[Start of section]
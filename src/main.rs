//! Bubble Pop headless runner
//!
//! Plays one autopilot game with the simulation engine and records the
//! result on the local leaderboard.
//!
//! Usage: `bubble-pop [easy|medium|hard]`. A difficulty given on the command
//! line is remembered in the settings file. Set `RUST_LOG=info` to follow
//! events as they happen.

use std::time::{SystemTime, UNIX_EPOCH};

use bubble_pop::sim::{GameEvent, GameState, TickInput, tick};
use bubble_pop::{HighScores, Settings};

fn unix_now() -> u64 {
    SystemTime::now()
        .duration_since(UNIX_EPOCH)
        .map(|d| d.as_secs())
        .unwrap_or(0)
}

fn clock_seed() -> u64 {
    SystemTime::now()
        .duration_since(UNIX_EPOCH)
        .map(|d| d.as_nanos() as u64)
        .unwrap_or(0)
}

fn main() {
    env_logger::init();
    log::info!("Bubble Pop (headless) starting...");

    let mut settings = Settings::load();
    let seed = settings.seed.unwrap_or_else(clock_seed);

    let mut state = GameState::new(seed);
    state.select(settings.difficulty);
    if let Some(name) = std::env::args().nth(1) {
        if state.select_difficulty(&name) && state.selected_difficulty() != settings.difficulty {
            settings.difficulty = state.selected_difficulty();
            settings.save();
        }
    }
    let viewport = settings.viewport();
    state.resize(viewport.width, viewport.height);
    state.start();
    log::info!(
        "Game initialized with seed: {} ({})",
        seed,
        state.difficulty().as_str()
    );

    let input = TickInput {
        idle_mode: true,
        ..Default::default()
    };

    let mut shots = 0u32;
    while state.time_ticks < settings.demo_max_ticks && !state.is_game_over() {
        tick(&mut state, &input);

        for event in state.drain_events() {
            match event {
                GameEvent::Shoot => shots += 1,
                GameEvent::Pop { count } => log::info!("Popped {} bubbles", count),
                GameEvent::RowAdded { dropped } => {
                    log::info!("New row pushed from the top, {} bubbles lost", dropped)
                }
                GameEvent::LevelCleared { level } => log::info!("Board cleared, level {}", level),
                GameEvent::GameOver { final_score } => {
                    log::info!("Game over with score {}", final_score)
                }
            }
        }
    }

    if !state.is_game_over() {
        log::info!("Tick limit reached, ending run");
        state.end_game();
    }

    match serde_json::to_string(&state.snapshot()) {
        Ok(json) => log::debug!("Final snapshot: {}", json),
        Err(e) => log::warn!("Failed to serialize snapshot: {}", e),
    }

    let mut scores = HighScores::load();
    let best = scores.top_score();
    let rank = scores.record(&state, unix_now());
    if let Some(rank) = rank {
        log::info!("New high score, rank #{}", rank);
        scores.save();
    }

    println!(
        "seed {} | {} | level {} | score {} | {} shots | {} ticks{}{}",
        seed,
        state.difficulty().as_str(),
        state.level,
        state.score,
        shots,
        state.time_ticks,
        rank.map(|r| format!(" | rank #{}", r)).unwrap_or_default(),
        best.map(|b| format!(" | previous best {}", b))
            .unwrap_or_default()
    );
}
//! Bubble Pop - a hex-grid bubble shooter
//!
//! Core modules:
//! - `sim`: Simulation engine (grid, physics, cluster analysis, game state)
//! - `settings`: Player preferences (difficulty, viewport, seed)
//! - `highscores`: Top-10 leaderboard fed by the `GameOver` event
//! - `error`: Error types for the file-backed stores and snap resolution

pub mod error;
pub mod highscores;
pub mod settings;
pub mod sim;

pub use error::{SimError, StoreError};
pub use highscores::HighScores;
pub use settings::Settings;

/// Game configuration constants
pub mod consts {
    /// Number of bubble colors in the palette
    pub const PALETTE_SIZE: u8 = 6;

    /// Aim arc limits (radians, exclusive). Screen y grows downward, so
    /// upward aims are negative angles.
    pub const AIM_MIN: f32 = -2.9;
    pub const AIM_MAX: f32 = -0.2;
    /// Default aim: straight up
    pub const AIM_DEFAULT: f32 = -std::f32::consts::FRAC_PI_2;

    /// Projectile travels `viewport_height / SPEED_DIVISOR` pixels per tick
    pub const SPEED_DIVISOR: f32 = 60.0;
    /// Projectile snaps when closer than this many radii to a placed bubble
    pub const COLLISION_FACTOR: f32 = 1.8;

    /// Ticks a popping bubble animates before it is removed
    pub const POP_ANIM_FRAMES: u32 = 5;

    /// Minimum same-color cluster size that pops
    pub const MIN_CLUSTER_SIZE: usize = 3;
    /// Points per bubble in a popped cluster
    pub const POINTS_PER_MATCH: u64 = 10;
    /// Points per bubble dropped for losing its ceiling anchor
    pub const POINTS_PER_FLOATING: u64 = 20;

    /// Default viewport (pixels)
    pub const DEFAULT_WIDTH: f32 = 450.0;
    pub const DEFAULT_HEIGHT: f32 = 800.0;
}

/// Hex color strings for each palette index (light, dark gradient stops)
pub const BUBBLE_COLORS: [(&str, &str); consts::PALETTE_SIZE as usize] = [
    ("#ff3b30", "#a11d15"),
    ("#34c759", "#1a6d30"),
    ("#007aff", "#004a99"),
    ("#ff9500", "#995a00"),
    ("#af52de", "#672d86"),
    ("#5ac8fa", "#2e7a96"),
];

/// Whether an aim angle lies strictly inside the permitted upward arc
#[inline]
pub fn in_aim_arc(angle: f32) -> bool {
    angle > consts::AIM_MIN && angle < consts::AIM_MAX
}

/// Unit direction vector for an angle
#[inline]
pub fn direction(angle: f32) -> glam::Vec2 {
    glam::Vec2::new(angle.cos(), angle.sin())
}

#[cfg(test)]
mod tests {
    use super::*;

    #[test]
    fn test_aim_arc_is_exclusive() {
        assert!(in_aim_arc(consts::AIM_DEFAULT));
        assert!(!in_aim_arc(consts::AIM_MIN));
        assert!(!in_aim_arc(consts::AIM_MAX));
        assert!(!in_aim_arc(0.5));
    }

    #[test]
    fn test_direction_straight_up() {
        let d = direction(consts::AIM_DEFAULT);
        assert!(d.x.abs() < 1e-6);
        assert!((d.y + 1.0).abs() < 1e-6);
    }

    #[test]
    fn test_palette_entries_are_hex() {
        for (light, dark) in BUBBLE_COLORS {
            assert!(light.starts_with('#') && light.len() == 7);
            assert!(dark.starts_with('#') && dark.len() == 7);
        }
    }
}
/// A placed bubble as the renderer sees it
#[derive(Debug, Clone, Copy, PartialEq, Serialize)]
pub struct PlacedBubble {
    pub pos: GridPos,
    pub center: Vec2,
    pub color: ColorIndex,
    pub popping: bool,
    pub anim_frame: u32,
}

/// Read-only view of the session for rendering
#[derive(Debug, Clone, PartialEq, Serialize)]
pub struct Snapshot {
    pub difficulty: Difficulty,
    pub level: u32,
    pub score: u64,
    pub phase: GamePhase,
    pub is_paused: bool,
    pub is_game_over: bool,
    pub viewport: Viewport,
    pub cols: usize,
    pub bubble_radius: f32,
    pub bubbles: Vec<PlacedBubble>,
    pub shooter: Option<ColorIndex>,
    pub next: Option<ColorIndex>,
    pub shooter_pos: Vec2,
    pub next_pos: Vec2,
    pub projectile: Option<Projectile>,
    pub aim_angle: f32,
    pub shots_until_next_row: u32,
    pub loss_line_y: f32,
}

/// Complete session state
#[derive(Debug, Clone)]
pub struct GameState {
    /// Run seed for reproducibility
    pub seed: u64,
    rng: Pcg32,
    /// Difficulty the next `start` will use
    selected: Difficulty,
    /// Difficulty of the running (or last) game, fixed at `start`
    difficulty: Difficulty,
    /// Board shape and row cadence captured at `start`
    config: DifficultyConfig,
    pub level: u32,
    pub score: u64,
    pub phase: GamePhase,
    pub grid: HexGrid,
    /// Bubble loaded in the launcher
    pub shooter: Option<Bubble>,
    /// Bubble queued after the shooter
    pub next: Option<Bubble>,
    /// Bubble in flight (at most one)
    pub projectile: Option<Projectile>,
    pub aim_angle: f32,
    pub shots_until_next_row: u32,
    pub viewport: Viewport,
    /// Simulation tick counter
    pub time_ticks: u64,
    events: Vec<GameEvent>,
}
//! Player settings and preferences
//!
//! Persisted as JSON under the platform config directory. Missing or
//! malformed files fall back to defaults; missing fields take their default.

use std::fs;
use std::path::{Path, PathBuf};

use serde::{Deserialize, Serialize};

use crate::consts::{DEFAULT_HEIGHT, DEFAULT_WIDTH};
use crate::error::StoreError;
use crate::sim::{Difficulty, Viewport};

/// Directory name under the platform config/data dirs
pub const APP_DIR: &str = "bubble-pop";

/// Game settings/preferences
#[derive(Debug, Clone, PartialEq, Serialize, Deserialize)]
#[serde(default)]
pub struct Settings {
    /// Difficulty used when a game starts
    pub difficulty: Difficulty,
    /// Viewport size handed to `resize` before the first game
    pub viewport_width: f32,
    pub viewport_height: f32,
    /// Fixed RNG seed (None = seed from the clock)
    pub seed: Option<u64>,
    /// Tick cap for the headless demo
    pub demo_max_ticks: u64,
}

impl Default for Settings {
    fn default() -> Self {
        Self {
            difficulty: Difficulty::Easy,
            viewport_width: DEFAULT_WIDTH,
            viewport_height: DEFAULT_HEIGHT,
            seed: None,
            demo_max_ticks: 60 * 60 * 10,
        }
    }
}

impl Settings {
    const FILE_NAME: &'static str = "settings.json";

    pub fn viewport(&self) -> Viewport {
        Viewport {
            width: self.viewport_width,
            height: self.viewport_height,
        }
    }

    /// Default settings file location
    pub fn path() -> Result<PathBuf, StoreError> {
        dirs::config_dir()
            .map(|dir| dir.join(APP_DIR).join(Self::FILE_NAME))
            .ok_or(StoreError::NoDataDir("settings"))
    }

    pub fn load_from(path: &Path) -> Result<Self, StoreError> {
        let json = fs::read_to_string(path).map_err(|source| StoreError::Io {
            path: path.to_path_buf(),
            source,
        })?;
        Ok(serde_json::from_str(&json)?)
    }

    pub fn save_to(&self, path: &Path) -> Result<(), StoreError> {
        if let Some(parent) = path.parent() {
            fs::create_dir_all(parent).map_err(|source| StoreError::Io {
                path: parent.to_path_buf(),
                source,
            })?;
        }
        let json = serde_json::to_string_pretty(self)?;
        fs::write(path, json).map_err(|source| StoreError::Io {
            path: path.to_path_buf(),
            source,
        })
    }

    /// Load from the default location, falling back to defaults
    pub fn load() -> Self {
        let path = match Self::path() {
            Ok(path) => path,
            Err(e) => {
                log::warn!("{}; using default settings", e);
                return Self::default();
            }
        };

        if !path.exists() {
            log::info!("No settings at {:?}, using defaults", path);
            return Self::default();
        }

        match Self::load_from(&path) {
            Ok(settings) => {
                log::info!("Loaded settings from {:?}", path);
                settings
            }
            Err(e) => {
                log::warn!("Failed to load settings: {}", e);
                Self::default()
            }
        }
    }

    /// Save to the default location, logging failures
    pub fn save(&self) {
        match Self::path().and_then(|path| self.save_to(&path).map(|()| path)) {
            Ok(path) => log::info!("Settings saved to {:?}", path),
            Err(e) => log::warn!("Failed to save settings: {}", e),
        }
    }
}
[End of section]
WORK INSTRUCTION
Write down, word for word, the lines above from the one containing "the local leaderboard." through the one containing "let mut shots = 0u32;", both ends included.

ANSWER BOX
//! result on the local leaderboard.
//!
//! Usage: `bubble-pop [easy|medium|hard]`. A difficulty given on the command
//! line is remembered in the settings file. Set `RUST_LOG=info` to follow
//! events as they happen.

use std::time::{SystemTime, UNIX_EPOCH};

use bubble_pop::sim::{GameEvent, GameState, TickInput, tick};
use bubble_pop::{HighScores, Settings};

fn unix_now() -> u64 {
    SystemTime::now()
        .duration_since(UNIX_EPOCH)
        .map(|d| d.as_secs())
        .unwrap_or(0)
}

fn clock_seed() -> u64 {
    SystemTime::now()
        .duration_since(UNIX_EPOCH)
        .map(|d| d.as_nanos() as u64)
        .unwrap_or(0)
}

fn main() {
    env_logger::init();
    log::info!("Bubble Pop (headless) starting...");

    let mut settings = Settings::load();
    let seed = settings.seed.unwrap_or_else(clock_seed);

    let mut state = GameState::new(seed);
    state.select(settings.difficulty);
    if let Some(name) = std::env::args().nth(1) {
        if state.select_difficulty(&name) && state.selected_difficulty() != settings.difficulty {
            settings.difficulty = state.selected_difficulty();
            settings.save();
        }
    }
    let viewport = settings.viewport();
    state.resize(viewport.width, viewport.height);
    state.start();
    log::info!(
        "Game initialized with seed: {} ({})",
        seed,
        state.difficulty().as_str()
    );

    let input = TickInput {
        idle_mode: true,
        ..Default::default()
    };

    let mut shots = 0u32;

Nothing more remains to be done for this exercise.